Un précédent avait déjà eu lieu un an plus tôt, le 11 juin 1844, à l'initiative du général Cavaignac, contre des ressortissants de la tribu des Sbéhas... Interpellé à la Chambre des Pairs, le général Thomas Bugeaud, commandant du corps expéditionnaire d'Algérie, assuma la responsabilité de ce crime de guerre en faisant valoir la nécessité d'être inflexible : « Et moi, je considère que le respect des règles humanitaires fera que la guerre en Afrique risque de se prolonger indéfiniment » !

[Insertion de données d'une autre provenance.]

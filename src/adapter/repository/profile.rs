use std::io::ErrorKind;
use std::path::{Path, PathBuf};
use std::sync::Mutex;

use snafu::prelude::*;

use crate::domain::entity::Profile;
use crate::domain::repository::{ProfileRepository, ProfileRepositoryError};

/// A [`ProfileRepository`] that keeps the profile in memory.
#[derive(Debug, Default)]
pub struct MemoryProfileStore {
    profile: Mutex<Option<Profile>>,
}

impl MemoryProfileStore {
    /// Creates a store without a signed-in profile.
    pub fn new() -> Self {
        Self::default()
    }

    /// Creates a store holding `profile`.
    pub fn with_profile(profile: Profile) -> Self {
        Self {
            profile: Mutex::new(Some(profile)),
        }
    }

    /// Returns the stored point balance, if any.
    pub fn points(&self) -> Option<u32> {
        self.lock().as_ref().map(|profile| profile.points)
    }

    fn lock(&self) -> std::sync::MutexGuard<'_, Option<Profile>> {
        self.profile
            .lock()
            .unwrap_or_else(|poisoned| poisoned.into_inner())
    }
}

#[async_trait::async_trait]
impl ProfileRepository for MemoryProfileStore {
    async fn current_profile(&self) -> Result<Option<Profile>, ProfileRepositoryError> {
        Ok(self.lock().clone())
    }

    async fn save_profile(&self, profile: Profile) -> Result<(), ProfileRepositoryError> {
        *self.lock() = Some(profile);
        Ok(())
    }
}

/// A [`ProfileRepository`] persisting the profile as a JSON file. A missing
/// file means nobody is signed in.
#[derive(Debug, Clone)]
pub struct JsonProfileStore {
    path: PathBuf,
}

impl JsonProfileStore {
    /// Creates a new [`JsonProfileStore`].
    pub fn new<P: AsRef<Path>>(path: P) -> Self {
        Self {
            path: path.as_ref().to_path_buf(),
        }
    }

    /// Returns the file backing this store.
    pub fn path(&self) -> &Path {
        &self.path
    }

    /// Write `profile` unless a profile file already exists. Returns `true`
    /// if a new file was created.
    ///
    /// # Errors
    ///
    /// This function will return an error if the file can not be inspected or
    /// written.
    pub async fn ensure(&self, profile: Profile) -> Result<bool, ProfileRepositoryError> {
        let exists = whatever!(
            tokio::fs::try_exists(&self.path).await,
            "Could not inspect {}",
            self.path.display()
        );
        if exists {
            return Ok(false);
        }

        self.save_profile(profile).await?;
        Ok(true)
    }
}

#[async_trait::async_trait]
impl ProfileRepository for JsonProfileStore {
    async fn current_profile(&self) -> Result<Option<Profile>, ProfileRepositoryError> {
        let content = match tokio::fs::read_to_string(&self.path).await {
            Err(err) if err.kind() == ErrorKind::NotFound => return Ok(None),
            res => whatever!(res, "Could not read {}", self.path.display()),
        };

        let profile = whatever!(
            serde_json::from_str(&content),
            "Could not parse profile in {}",
            self.path.display()
        );
        Ok(Some(profile))
    }

    async fn save_profile(&self, profile: Profile) -> Result<(), ProfileRepositoryError> {
        let content = whatever!(
            serde_json::to_string_pretty(&profile),
            "Could not serialize profile {}",
            profile.id
        );

        whatever!(
            tokio::fs::write(&self.path, content).await,
            "Could not write {}",
            self.path.display()
        );
        tracing::debug!(path = %self.path.display(), points = profile.points, "Saved profile");
        Ok(())
    }
}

Quelques semaines plus tard, le général Armand Leroy de Saint-Arnaud renouvelle l'idée de Pélissier. Il lui préfère une « emmurade ». Du 8 au 12 août 1845, il emmure cinq cents membres de la tribu des Sbeha dans des grottes, à Aïn Merane. Il écrit : « Je fais un vaste cimetière. La terre couvrira à jamais les cadavres de ces fanatiques. Personne n'est descendu dans ces cavernes ; personne à part moi ne sait qu'il y a là-dessous 500 brigands qui n'égorgeront plus les Français. Un rapport confidentiel a tout dit au maréchal, simplement, sans presse terrible ni images ».
Saint-Arnaud deviendra ministre de la Guerre dans le gouvernement de Louis-Napoléon Bonaparte et s'associera au coup d'État du 2 décembre 1851, ce qui lui vaudra d'être élevé à la dignité de Maréchal de France l'année suivante.